Pythagoras affirmed the Earth as a globe in the year 506 a.C. Marco Polo, around 1260, did not fear to fall off the Earth! There was no scholar at the end of the Ancient Era and the Middle Ages believing the Earth as a disc – with the exception of Kosmas Indikopleustes, Laktantius and Severianus de Gabala. But their visions were not taught in the Middle Ages. Only centuries later, their manuscripts were studied and provided us with the myth of the Middle Ages believing in a disc. In the 221 volumes of the "Patrologia Latina" (200-1216) is no hint at all to believe the disc-version. Only the Bible talks of 'four corners' of the Earth. Laktantius, though, was worried about the antipodes, where 'it should rain from the bottom to the top', while Augustinus around the year 400 proclaimed the Earth as "moles globosa" in the middle of the universe. The Earth as 'sphere' or 'egg' was taught by Basilius around the year 360. Pope Sylvester II ordered to make a globe, discussing the diameter. And the astronomer and mathematician Johannes de Sacrobosco, introduced his text 'Sphaera mundi' to European universities during the 13th century. A Portuguese jew, Salvador Fernandes Zarco, born in Cuba, Portugal, discovered the Antilles by chance and had little knowledge of geography - he is better known as Christopher Columbus. The Modern Era, with Nikolaus Kopernikus at the head, discredited the old teachings, writing lies in his main treatise. The idea of the stupidity of the Middle Ages was welcome by the Renaissance, documented in the "Acta Sanctorum" of the 17th century, maintaining itself up to our days and our schoolbooks, and fairy-tale books like Thomas Paine's "Age of Reason" of 1794/95 or Washington Irving's "The Life and Voyages of Christopher Columbus" of 1828.
And the Chinese mythology, 2nd millenium B.C., has this nice story: Pangu, the Creator of the universe. In the beginning it was chaos, then an egg developed. The egg became bigger while Pangu, the first living being, was sleeping. When he woke up, already a giant, he accidentally broke the egg. The clear parts, light and pure, rose to the sky, the thick parts, impure and heavy, fall down to earth. To reunify heaven and earth, Pangu secured the heaven with his head, and earth with his feet. He grew three meters every day during 18.000 years. When he reached 50.000km, Pangu was exhausted and never woke up again.

Anna-Dorothee von den Brincken (1992): Fines Terrae. Die Enden der Erde und der vierte Kontinent auf mittelalterlichen Weltkarten, Hannover (MGH-Schriften 36)
Manuel Luciano da Silva (2006): Cristóvão Colon era Português. Lisboa.
Reinhard Krüger (1999): Zur Archäologie des globalen Raumbewusstseins. Berlin.
Rudolf Simek (1992): Erde und Kosmos im Mittelalter. München.
Rudolf Simek (1993): Dictionary of Northern Mythology.
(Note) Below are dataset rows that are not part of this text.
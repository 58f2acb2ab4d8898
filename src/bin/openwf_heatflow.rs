use openwf::base::DEFAULT_MODEL_DEPTH;
use openwf::postproc::{calc_cond_hf_over_interval, Dataset, HeatFlowMap};
use openwf::StrError;
use structopt::StructOpt;
use tracing::info;

/// Command line options
#[derive(StructOpt, Debug)]
#[structopt(
    name = "openwf_heatflow",
    about = "Computes the conductive heat flow over a depth interval of SHEMAT-Suite results"
)]
struct Options {
    /// JSON file with the SHEMAT-Suite results (temp, lz, and z fields)
    dataset: String,

    /// JSON file where the heat-flow map is saved
    output: String,

    /// Upper bound of the interval in m above sea level
    #[structopt(long, allow_hyphen_values = true)]
    top: f64,

    /// Lower bound of the interval in m above sea level
    #[structopt(long, allow_hyphen_values = true)]
    bottom: f64,

    /// Vertical extent of the model below sea level in m (default 6000)
    #[structopt(long)]
    model_depth: Option<f64>,

    /// Keep the direction of the heat flow (otherwise the magnitude is saved)
    #[structopt(long)]
    signed: bool,
}

fn main() -> Result<(), StrError> {
    tracing_subscriber::fmt()
        .with_env_filter(
            tracing_subscriber::EnvFilter::try_from_default_env()
                .unwrap_or_else(|_| tracing_subscriber::EnvFilter::new("info")),
        )
        .init();

    // parse options
    let options = Options::from_args();

    // load data
    let data = Dataset::read_json(&options.dataset)?;
    info!(fields = ?data.names(), "loaded dataset");

    // compute and save
    let interval = [options.bottom, options.top];
    let model_depth = options.model_depth.unwrap_or(DEFAULT_MODEL_DEPTH);
    let hf = calc_cond_hf_over_interval(&data, interval, model_depth, options.signed)?;
    let map = HeatFlowMap::new(interval, options.signed, &hf);
    map.write_json(&options.output)?;

    // message
    let thin_line = format!("{:─^1$}", "", options.output.len());
    println!("\n\n{}", thin_line);
    println!("heat-flow map generated:");
    println!("{}", options.output);
    println!("{}\n\n", thin_line);
    Ok(())
}
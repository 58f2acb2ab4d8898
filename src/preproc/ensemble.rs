use crate::StrError;
use std::ffi::OsStr;
use std::fs::{self, File};
use std::io::BufReader;
use std::path::{Path, PathBuf};
use tracing::debug;

/// Holds the lithology blocks of an ensemble of geological models (one block per realization)
pub type LithEnsemble = Vec<Vec<f64>>;

/// Reads a JSON file with an ensemble of lithology blocks
pub fn read_ensemble_json<P>(full_path: &P) -> Result<LithEnsemble, StrError>
where
    P: AsRef<OsStr> + ?Sized,
{
    let path = Path::new(full_path).to_path_buf();
    let file = File::open(path).map_err(|_| "cannot open file")?;
    let buffered = BufReader::new(file);
    let blocks = serde_json::from_reader(buffered).map_err(|_| "cannot parse JSON file")?;
    Ok(blocks)
}

/// Writes a JSON file with an ensemble of lithology blocks
pub fn write_ensemble_json<P>(full_path: &P, blocks: &LithEnsemble) -> Result<(), StrError>
where
    P: AsRef<OsStr> + ?Sized,
{
    let path = Path::new(full_path).to_path_buf();
    if let Some(p) = path.parent() {
        fs::create_dir_all(p).map_err(|_| "cannot create directory")?;
    }
    let mut file = File::create(&path).map_err(|_| "cannot create file")?;
    serde_json::to_writer(&mut file, blocks).map_err(|_| "cannot write file")?;
    Ok(())
}

/// Concatenates all ensembles stored as JSON files in a directory
///
/// The files are processed in lexicographic order of their names and all
/// blocks must have the same number of cells.
pub fn conc_lithblocks<P>(directory: &P) -> Result<LithEnsemble, StrError>
where
    P: AsRef<OsStr> + ?Sized,
{
    let entries = fs::read_dir(Path::new(directory)).map_err(|_| "cannot read directory")?;
    let mut paths: Vec<PathBuf> = Vec::new();
    for entry in entries {
        let path = entry.map_err(|_| "cannot read directory entry")?.path();
        if path.extension().map_or(false, |ext| ext == "json") {
            paths.push(path);
        }
    }
    if paths.is_empty() {
        return Err("there are no JSON files with lithology blocks in the directory");
    }
    paths.sort();
    let mut all = LithEnsemble::new();
    for path in &paths {
        debug!(path = %path.display(), "reading lithology blocks");
        all.extend(read_ensemble_json(path)?);
    }
    let ncell = match all.first() {
        Some(block) => block.len(),
        None => return Err("there are no lithology blocks in the directory"),
    };
    if all.iter().any(|b| b.len() != ncell) {
        return Err("all lithology blocks must have the same number of cells");
    }
    Ok(all)
}

////////////////////////////////////////////////////////////////////////////////////////////////////////////////////////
Brewer. Cambridge.


It has indeed been a common error that in the middle ages people believed that the earth was flat. It was Jeffrey Russell who discovered that that wasn’t the fact at all. Jeffrey said it were secularists that spread this to discredit the Christian believe of the middle ages. Now Fjordman recuperates the same thought to emphasis the self-hate of Europeans. Both are remarkable, given the fact that the believe started with The Life and Voyages of Christopher Columbus written in 1828. At that moment nor secularism or so called “European self-hate” existed.

Flat Earth Brewing

There's an advertisement currently being shown on British television (Stella Artois) that continues to perpetuate the myth that," 1366 ... people believed the earth was flat and the sun set into the sea". Check out their website for further details.